EXERCISE DIRECTIONS - From the records below, pull each line that has "GeminiContent".

-------

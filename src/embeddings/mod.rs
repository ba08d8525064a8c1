// Copyright (c) 2025 Fabstir
// SPDX-License-Identifier: BUSL-1.1

//! Sentence embedding models
//!
//! The HTTP layer only sees the [`TextEmbedder`] trait. The production
//! implementation is [`OnnxEmbeddingModel`] (all-MiniLM-L6-v2 on ONNX Runtime),
//! built once at startup by [`load_model`].

pub mod model_loader;
pub mod onnx_model;
pub mod pooling;

pub use model_loader::{
    load_model, EmbeddingModelConfig, ModelSource, DEFAULT_MAX_LENGTH, DEFAULT_MODEL_NAME,
    DEFAULT_MODEL_REPO,
};
pub use onnx_model::OnnxEmbeddingModel;

use anyhow::Result;
use async_trait::async_trait;

/// A loaded, read-only model mapping text to a fixed-length vector.
#[async_trait]
pub trait TextEmbedder: Send + Sync {
    /// Encodes a single text. The returned vector has `dimension()` entries.
    async fn embed(&self, text: &str) -> Result<Vec<f32>>;

    /// Output dimension of the model (384 for all-MiniLM-L6-v2)
    fn dimension(&self) -> usize;

    /// Identifier reported to clients, constant for the process lifetime
    fn model_name(&self) -> &str;
}

#[async_trait]
impl TextEmbedder for OnnxEmbeddingModel {
    async fn embed(&self, text: &str) -> Result<Vec<f32>> {
        OnnxEmbeddingModel::embed(self, text).await
    }

    fn dimension(&self) -> usize {
        OnnxEmbeddingModel::dimension(self)
    }

    fn model_name(&self) -> &str {
        OnnxEmbeddingModel::model_name(self)
    }
}
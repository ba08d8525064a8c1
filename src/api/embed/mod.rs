// Copyright (c) 2025 Fabstir
// SPDX-License-Identifier: BUSL-1.1

//! Embedding API Module
//!
//! This module provides the POST /embed endpoint: one text in, one vector out.

pub mod handler;
pub mod request;
pub mod response;

pub use handler::{embed_handler, embed_text};
pub use request::EmbedRequest;
pub use response::EmbedResponse;
// Copyright (c) 2025 Fabstir
// SPDX-License-Identifier: BUSL-1.1

//! POST /embed HTTP handler

use crate::api::embed::{EmbedRequest, EmbedResponse};
use crate::api::http_server::AppState;
use crate::api::ApiError;
use crate::embeddings::TextEmbedder;
use axum::{
    extract::{rejection::JsonRejection, State},
    http::StatusCode,
    Json,
};
use serde_json::Value;
use tracing::{error, info, warn};

/// POST /embed handler
///
/// # Request Body
/// ```json
/// { "text": "hello world" }
/// ```
///
/// # Responses
/// - 200 `{"embedding": [...], "dimension": 384, "model": "all-MiniLM-L6-v2"}`
/// - 400 `{"error": "No text provided"}` when `text` is missing or empty
/// - 413 `{"error": "..."}` when the body exceeds `--max-body-bytes`
/// - 500 `{"error": "<message>"}` when the body is unreadable or encoding fails
pub async fn embed_handler(
    State(state): State<AppState>,
    payload: Result<Json<Value>, JsonRejection>,
) -> Result<Json<EmbedResponse>, ApiError> {
    let request = payload
        .map_err(rejection_error)
        .and_then(|Json(body)| EmbedRequest::from_body(body))
        .inspect_err(log_failure)?;

    embed_text(state.embedder.as_ref(), &request).await.map(Json)
}

fn rejection_error(rejection: JsonRejection) -> ApiError {
    if rejection.status() == StatusCode::PAYLOAD_TOO_LARGE {
        ApiError::BodyTooLarge(rejection.body_text())
    } else {
        ApiError::InvalidBody(rejection.body_text())
    }
}

fn log_failure(err: &ApiError) {
    if err.is_client_error() {
        warn!("Embed request rejected: {}", err);
    } else {
        error!("❌ Embedding failed: {}", err);
    }
}

/// Validates the request and runs it through the model.
///
/// Input errors are returned before the model is touched, so a fake embedder
/// can assert it was never called.
pub async fn embed_text(
    embedder: &dyn TextEmbedder,
    request: &EmbedRequest,
) -> Result<EmbedResponse, ApiError> {
    let result = encode(embedder, request).await;

    match &result {
        Ok(response) => info!(
            "✓ Generated embedding (dimension: {})",
            response.dimension
        ),
        Err(e) => log_failure(e),
    }

    result
}

async fn encode(
    embedder: &dyn TextEmbedder,
    request: &EmbedRequest,
) -> Result<EmbedResponse, ApiError> {
    let text = request.validate()?;

    let embedding = embedder
        .embed(text)
        .await
        .map_err(ApiError::from)?;

    if embedding.len() != embedder.dimension() {
        return Err(ApiError::Encoding(format!(
            "Unexpected embedding dimension: {} (expected {})",
            embedding.len(),
            embedder.dimension()
        )));
    }

    Ok(EmbedResponse::new(embedding, embedder.model_name()))
}
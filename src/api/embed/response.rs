// Copyright (c) 2025 Fabstir
// SPDX-License-Identifier: BUSL-1.1

//! EmbedResponse type for POST /embed

use serde::{Deserialize, Serialize};

/// Response body for POST /embed
///
/// ```json
/// {
///   "embedding": [0.1, 0.2, ...],
///   "dimension": 384,
///   "model": "all-MiniLM-L6-v2"
/// }
/// ```
#[derive(Debug, Clone, Serialize, Deserialize, PartialEq)]
pub struct EmbedResponse {
    pub embedding: Vec<f32>,

    /// Always `embedding.len()`
    pub dimension: usize,

    pub model: String,
}

impl EmbedResponse {
    pub fn new(embedding: Vec<f32>, model: impl Into<String>) -> Self {
        Self {
            dimension: embedding.len(),
            embedding,
            model: model.into(),
        }
    }
}
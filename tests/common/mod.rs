//! Shared test helpers and mock backend.
#![allow(dead_code)]

use std::collections::{HashMap, VecDeque};
use std::sync::Mutex;
use std::time::Duration;

use async_trait::async_trait;
use strum::IntoEnumIterator;

use drover::backend::{BackendRequest, BackendResponse, GenerationBackend};
use drover::error::{DroverError, Result};
use drover::router::ModelPolicy;
use drover::task::Task;
use drover::types::Usage;

/// One scripted backend reply.
pub enum Reply {
    Text(String),
    Error(DroverError),
    /// Sleeps far past any test deadline; the attempt times out first.
    Hang,
}

/// A mock backend that returns scripted replies in order and records
/// every request it sees.
pub struct MockBackend {
    replies: Mutex<VecDeque<Reply>>,
    requests: Mutex<Vec<BackendRequest>>,
}

impl MockBackend {
    pub fn new() -> Self {
        Self {
            replies: Mutex::new(VecDeque::new()),
            requests: Mutex::new(Vec::new()),
        }
    }

    pub fn queue_text(&self, text: &str) {
        self.replies
            .lock()
            .unwrap()
            .push_back(Reply::Text(text.to_string()));
    }

    pub fn queue_error(&self, error: DroverError) {
        self.replies.lock().unwrap().push_back(Reply::Error(error));
    }

    pub fn queue_hang(&self) {
        self.replies.lock().unwrap().push_back(Reply::Hang);
    }

    pub fn request_count(&self) -> usize {
        self.requests.lock().unwrap().len()
    }

    /// Model identifiers in the order attempts hit the backend.
    pub fn models_seen(&self) -> Vec<String> {
        self.requests
            .lock()
            .unwrap()
            .iter()
            .map(|r| r.model.clone())
            .collect()
    }

    pub fn last_request(&self) -> Option<BackendRequest> {
        self.requests.lock().unwrap().last().cloned()
    }
}

#[async_trait]
impl GenerationBackend for MockBackend {
    fn name(&self) -> &str {
        "mock"
    }

    async fn generate(&self, request: &BackendRequest) -> Result<BackendResponse> {
        self.requests.lock().unwrap().push(request.clone());
        let reply = self.replies.lock().unwrap().pop_front();
        match reply {
            Some(Reply::Text(text)) => Ok(BackendResponse {
                text,
                usage: Usage {
                    input_tokens: 10,
                    output_tokens: 20,
                    total_tokens: 30,
                },
            }),
            Some(Reply::Error(error)) => Err(error),
            Some(Reply::Hang) => {
                tokio::time::sleep(Duration::from_secs(86_400)).await;
                Err(DroverError::api(599, "hang elapsed"))
            }
            None => Ok(BackendResponse {
                text: "{}".to_string(),
                usage: Usage::default(),
            }),
        }
    }
}

/// Policy with the given list for one task and a placeholder for the
/// rest, so construction-time validation passes.
pub fn policy_for(task: Task, models: &[&str]) -> ModelPolicy {
    let mut table: HashMap<Task, Vec<String>> = Task::iter()
        .map(|t| (t, vec!["unused-model".to_string()]))
        .collect();
    table.insert(task, models.iter().map(|m| m.to_string()).collect());
    ModelPolicy::new(table).unwrap()
}
//! Gemini generateContent backend.

use async_trait::async_trait;
use serde::Deserialize;
use tracing::debug;

use crate::config::DroverConfig;
use crate::error::{DroverError, Result};
use crate::types::{Role, Usage};

use super::http::{shared_client, status_to_error};
use super::{BackendRequest, BackendResponse, GenerationBackend};

const BASE_URL: &str = "https://generativelanguage.googleapis.com/v1beta";

pub struct GeminiBackend {
    api_key: String,
    base_url: String,
}

impl GeminiBackend {
    pub fn new(api_key: impl Into<String>, base_url: Option<String>) -> Self {
        Self {
            api_key: api_key.into(),
            base_url: base_url.unwrap_or_else(|| BASE_URL.to_string()),
        }
    }

    /// Build from injected config; requires a "gemini" API key.
    pub fn from_config(config: &DroverConfig) -> Result<Self> {
        let api_key = config
            .get_api_key("gemini")
            .ok_or_else(|| DroverError::Authentication("Missing GEMINI_API_KEY".into()))?;
        Ok(Self::new(api_key, config.get_base_url("gemini")))
    }

    fn build_request_body(&self, request: &BackendRequest) -> serde_json::Value {
        let contents: Vec<serde_json::Value> = request
            .conversation
            .iter()
            .map(|turn| {
                let role = match turn.role {
                    Role::User => "user",
                    Role::Model => "model",
                };
                serde_json::json!({
                    "role": role,
                    "parts": [{"text": turn.text}],
                })
            })
            .collect();

        let mut body = serde_json::json!({ "contents": contents });
        let obj = body.as_object_mut().unwrap();

        if let Some(ref system) = request.system_instruction {
            obj.insert(
                "systemInstruction".into(),
                serde_json::json!({"parts": [{"text": system}]}),
            );
        }

        let mut gen_config = serde_json::Map::new();
        gen_config.insert("temperature".into(), request.temperature.into());
        if let Some(max) = request.max_output_tokens {
            gen_config.insert("maxOutputTokens".into(), max.into());
        }
        if request.json_mode {
            gen_config.insert("responseMimeType".into(), "application/json".into());
            if let Some(ref schema) = request.schema {
                gen_config.insert("responseSchema".into(), schema.clone());
            }
        }
        obj.insert(
            "generationConfig".into(),
            serde_json::Value::Object(gen_config),
        );

        body
    }
}

#[async_trait]
impl GenerationBackend for GeminiBackend {
    fn name(&self) -> &str {
        "gemini"
    }

    async fn generate(&self, request: &BackendRequest) -> Result<BackendResponse> {
        let body = self.build_request_body(request);
        let url = format!(
            "{}/models/{}:generateContent?key={}",
            self.base_url, request.model, self.api_key
        );

        debug!(model = %request.model, "Gemini generateContent");

        let resp = shared_client().post(&url).json(&body).send().await?;

        let status = resp.status().as_u16();
        if status != 200 {
            let body_text = resp.text().await.unwrap_or_default();
            return Err(status_to_error(status, &body_text));
        }

        let data: GeminiResponse = resp.json().await?;

        let candidate = data
            .candidates
            .into_iter()
            .next()
            .ok_or_else(|| DroverError::api(200, "No candidates in Gemini response"))?;

        let text: String = candidate
            .content
            .map(|content| {
                content
                    .parts
                    .into_iter()
                    .filter_map(|part| part.text)
                    .collect()
            })
            .unwrap_or_default();

        let usage = data
            .usage_metadata
            .map(|u| Usage {
                input_tokens: u.prompt_token_count,
                output_tokens: u.candidates_token_count,
                total_tokens: u.total_token_count,
            })
            .unwrap_or_default();

        Ok(BackendResponse { text, usage })
    }
}

#[derive(Deserialize)]
struct GeminiResponse {
    #[serde(default)]
    candidates: Vec<GeminiCandidate>,
    #[serde(rename = "usageMetadata")]
    usage_metadata: Option<GeminiUsage>,
}

#[derive(Deserialize)]
struct GeminiCandidate {
    content: Option<GeminiContent>,
}

#[derive(Deserialize)]
struct GeminiContent {
    #[serde(default)]
    parts: Vec<GeminiPart>,
}

#[derive(Deserialize)]
struct GeminiPart {
    text: Option<String>,
}

#[derive(Deserialize)]
#[serde(rename_all = "camelCase")]
struct GeminiUsage {
    #[serde(default)]
    prompt_token_count: u32,
    #[serde(default)]
    candidates_token_count: u32,
    #[serde(default)]
    total_token_count: u32,
}
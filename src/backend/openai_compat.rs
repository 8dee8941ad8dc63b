//! OpenAI-compatible chat completions backend.
//!
//! Works against any service exposing the `/v1/chat/completions`
//! surface; used as the last-resort hop in policies that route off
//! Gemini entirely.

use async_trait::async_trait;
use serde::Deserialize;
use tracing::debug;

use crate::config::DroverConfig;
use crate::error::{DroverError, Result};
use crate::types::{Role, Usage};

use super::http::{bearer_headers, shared_client, status_to_error};
use super::{BackendRequest, BackendResponse, GenerationBackend};

pub struct OpenAiCompatBackend {
    api_key: String,
    base_url: String,
}

impl OpenAiCompatBackend {
    pub fn new(api_key: impl Into<String>, base_url: impl Into<String>) -> Self {
        Self {
            api_key: api_key.into(),
            base_url: base_url.into(),
        }
    }

    /// Build from injected config; requires both a key and a base URL.
    pub fn from_config(config: &DroverConfig) -> Result<Self> {
        let api_key = config
            .get_api_key("openai-compatible")
            .ok_or_else(|| DroverError::Authentication("Missing OPENAI_COMPAT_API_KEY".into()))?;
        let base_url = config
            .get_base_url("openai-compatible")
            .ok_or_else(|| DroverError::Configuration("Missing OPENAI_COMPAT_BASE_URL".into()))?;
        Ok(Self::new(api_key, base_url))
    }

    fn build_request_body(&self, request: &BackendRequest) -> serde_json::Value {
        let mut messages = Vec::new();
        if let Some(ref system) = request.system_instruction {
            messages.push(serde_json::json!({"role": "system", "content": system}));
        }
        for turn in &request.conversation {
            let role = match turn.role {
                Role::User => "user",
                Role::Model => "assistant",
            };
            messages.push(serde_json::json!({"role": role, "content": turn.text}));
        }

        let mut body = serde_json::json!({
            "model": request.model,
            "messages": messages,
            "temperature": request.temperature,
        });
        let obj = body.as_object_mut().unwrap();
        if let Some(max) = request.max_output_tokens {
            obj.insert("max_tokens".into(), max.into());
        }
        if request.json_mode {
            obj.insert(
                "response_format".into(),
                serde_json::json!({"type": "json_object"}),
            );
        }

        body
    }
}

#[async_trait]
impl GenerationBackend for OpenAiCompatBackend {
    fn name(&self) -> &str {
        "openai-compatible"
    }

    async fn generate(&self, request: &BackendRequest) -> Result<BackendResponse> {
        let body = self.build_request_body(request);
        let url = format!("{}/v1/chat/completions", self.base_url);

        debug!(model = %request.model, "chat completions request");

        let resp = shared_client()
            .post(&url)
            .headers(bearer_headers(&self.api_key))
            .json(&body)
            .send()
            .await?;

        let status = resp.status().as_u16();
        if status != 200 {
            let body_text = resp.text().await.unwrap_or_default();
            return Err(status_to_error(status, &body_text));
        }

        let data: ChatResponse = resp.json().await?;

        let choice = data
            .choices
            .into_iter()
            .next()
            .ok_or_else(|| DroverError::api(200, "No choices in completion response"))?;

        let usage = data
            .usage
            .map(|u| Usage {
                input_tokens: u.prompt_tokens,
                output_tokens: u.completion_tokens,
                total_tokens: u.total_tokens,
            })
            .unwrap_or_default();

        Ok(BackendResponse {
            text: choice.message.content.unwrap_or_default(),
            usage,
        })
    }
}

#[derive(Deserialize)]
struct ChatResponse {
    #[serde(default)]
    choices: Vec<ChatChoice>,
    usage: Option<ChatUsage>,
}

#[derive(Deserialize)]
struct ChatChoice {
    message: ChatMessage,
}

#[derive(Deserialize)]
struct ChatMessage {
    content: Option<String>,
}

#[derive(Deserialize)]
struct ChatUsage {
    #[serde(default)]
    prompt_tokens: u32,
    #[serde(default)]
    completion_tokens: u32,
    #[serde(default)]
    total_tokens: u32,
}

-------

SOLUTION -
    content: Option<GeminiContent>,
struct GeminiContent {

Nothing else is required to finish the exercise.